Ero ancora interessato a conoscere la sua vita sessuale e mi chiedevo come facessero a evitare le sue urla orgasmiche, sospettando che il suo ragazzo fosse tornato a un altro piano oltre a schiaffeggiarla in faccia per farla tacere.

“Quindi immagino che ti abbia messo le mutandine in bocca per farti stare zitto?” Ho immaginato.

“No maestro, vuoi mettermi le mutandine in bocca maestro?” suggerito ambra.

“Dipende da me,” l’ho informata, schiaffeggiandola tre volte per la sua impertinenza e pensando che fosse una buona idea.

Il corpo di Amber si irrigidì ancora una volta con i suoi ultimi schiaffi e poi si rilassò lentamente in grembo.

“Allora come sei riuscito a cavartela mentre lui ti fotteva il cervello?” L’ho interrogata, liquidandola crudelmente con una valutazione bluastra di ciò che stava facendo.

“Ha aspettato che i suoi genitori fossero in giardino, poi mi ha avvicinato alla finestra in modo da poterli vedere e farmi allo stesso tempo”.

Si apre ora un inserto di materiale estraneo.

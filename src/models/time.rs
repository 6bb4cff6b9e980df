//! Wall-clock time helpers for matchday scheduling.
//!
//! All matchday times are civil wall-clock values local to the venue. The
//! engine never converts between timezones; dates and times combine and
//! shift with integer-minute arithmetic only.

use chrono::{Duration, NaiveDate, NaiveDateTime, NaiveTime};

/// Combine a matchday date with a start time into a kickoff timestamp.
pub fn combine(date: NaiveDate, time: NaiveTime) -> NaiveDateTime {
    date.and_time(time)
}

/// Shift a kickoff timestamp forward by a whole number of minutes.
pub fn add_minutes(at: NaiveDateTime, minutes: i64) -> NaiveDateTime {
    at + Duration::minutes(minutes)
}

/// Parse an operator-supplied time of day.
///
/// Accepts `HH:MM` (how the admin UI sends start times) as well as
/// `HH:MM:SS`.
pub fn parse_time_of_day(s: &str) -> Result<NaiveTime, String> {
    NaiveTime::parse_from_str(s, "%H:%M")
        .or_else(|_| NaiveTime::parse_from_str(s, "%H:%M:%S"))
        .map_err(|e| format!("invalid time of day '{}': {}", s, e))
}

/// Render a kickoff timestamp the way conflict descriptions show it.
pub fn format_kickoff(at: NaiveDateTime) -> String {
    at.format("%Y-%m-%d %H:%M").to_string()
}
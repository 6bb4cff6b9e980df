//! HTTP error handling and response types.

use axum::{
    http::StatusCode,
    response::{IntoResponse, Response},
    Json,
};
use serde::{Deserialize, Serialize};

use crate::engine::composer::ComposeError;
use crate::league::error::LeagueServiceError;
use crate::services::SessionError;

/// API error response body.
#[derive(Debug, Clone, Serialize, Deserialize)]
pub struct ApiError {
    /// Error code for programmatic handling
    pub code: String,
    /// Human-readable error message
    pub message: String,
    /// Whether retrying the same request may succeed
    #[serde(default)]
    pub retryable: bool,
}

impl ApiError {
    pub fn new(code: impl Into<String>, message: impl Into<String>) -> Self {
        Self {
            code: code.into(),
            message: message.into(),
            retryable: false,
        }
    }

    pub fn retryable(mut self) -> Self {
        self.retryable = true;
        self
    }
}

/// Application error type for HTTP handlers.
#[derive(Debug)]
pub enum AppError {
    /// Resource not found (session, slot, team, league)
    NotFound(String),
    /// Invalid request (malformed config, bad time string)
    BadRequest(String),
    /// The draft's state machine or pairing rules refused the operation
    Conflict(String),
    /// The league platform failed; safe to retry
    Upstream(String),
    /// Internal server error
    Internal(String),
}

impl IntoResponse for AppError {
    fn into_response(self) -> Response {
        let (status, error) = match self {
            AppError::NotFound(msg) => (StatusCode::NOT_FOUND, ApiError::new("NOT_FOUND", msg)),
            AppError::BadRequest(msg) => {
                (StatusCode::BAD_REQUEST, ApiError::new("BAD_REQUEST", msg))
            }
            AppError::Conflict(msg) => (StatusCode::CONFLICT, ApiError::new("CONFLICT", msg)),
            AppError::Upstream(msg) => (
                StatusCode::BAD_GATEWAY,
                ApiError::new("LEAGUE_SERVICE_ERROR", msg).retryable(),
            ),
            AppError::Internal(msg) => (
                StatusCode::INTERNAL_SERVER_ERROR,
                ApiError::new("INTERNAL_ERROR", msg),
            ),
        };

        (status, Json(error)).into_response()
    }
}

impl From<ComposeError> for AppError {
    fn from(err: ComposeError) -> Self {
        match &err {
            ComposeError::InvalidConfig(_) => AppError::BadRequest(err.to_string()),
            ComposeError::UnknownSlot(_) | ComposeError::UnknownTeam(_) => {
                AppError::NotFound(err.to_string())
            }
            _ => AppError::Conflict(err.to_string()),
        }
    }
}

impl From<LeagueServiceError> for AppError {
    fn from(err: LeagueServiceError) -> Self {
        match &err {
            LeagueServiceError::NotFound { .. } => AppError::NotFound(err.to_string()),
            LeagueServiceError::Rejected { .. } => AppError::Conflict(err.to_string()),
            LeagueServiceError::Transport { .. } | LeagueServiceError::Timeout { .. } => {
                AppError::Upstream(err.to_string())
            }
            _ => AppError::Internal(err.to_string()),
        }
    }
}

impl From<SessionError> for AppError {
    fn from(err: SessionError) -> Self {
        match err {
            SessionError::Compose(e) => e.into(),
            SessionError::League(e) => e.into(),
        }
    }
}
//! Matchday composition engine.
//!
//! Pure, synchronous domain logic: no I/O, no clocks, no external calls.
//! The engine is organized the way the matchday wizard works:
//!
//! - [`registry`]: which pairs have already met in the active round
//!   (externally recorded plus tentatively placed in the current draft)
//! - [`slots`]: derivation of slot kickoff times from the configuration
//! - [`availability`]: which teams are still offerable for a slot side
//! - [`composer`]: the draft itself and its wizard state machine
//! - [`validator`]: the completeness/conflict verdict that gates commit
//!
//! External data (roster, played pairs, pairings owed, schedule clashes)
//! enters through [`composer::SessionInputs`] and the validator's clash
//! argument; fetching it is the service layer's job.

pub mod availability;
pub mod composer;
pub mod registry;
pub mod slots;
pub mod validator;

pub use availability::{
    candidates_for_slot_side, eligible_opponents, has_eligible_opponent,
    teams_with_eligible_opponent,
};
pub use composer::{
    AssignmentOutcome, ComposeError, MatchdayComposer, SessionInputs, WizardState,
};
pub use registry::{scheduled_pairs, MatchupRegistry, RegistryView};
pub use slots::generate_slots;
pub use validator::validate;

Sono entrato in un sogno non credendo a quello che avevo sentito, ‘inclinalo vicino alla finestra in modo che possa essere sicuro di poter vedere i suoi genitori e di non essere ascoltato!’ Incredibile!

“Vedi questo ragazzo adesso?”

“No maestro, mi ha schiaffeggiato di nuovo e io gli ho dato un ginocchio duro nelle palle, non ho aspettato che si alzasse”, ha risposto indifferente. Amber aveva certamente un gusto per rompere le palle. Era come se si fosse allenata con suo fratello Michael prima di lasciare il suo ragazzo.

Ho sentito la presa sulla sua scivolata e l’ho sculacciata velocemente sei volte.

“Oh Signore!” esclamò, “a cosa serviva?”

“Per farti sapere chi è il capo e per rompere le palle ai ragazzi.” Ho rimproverato.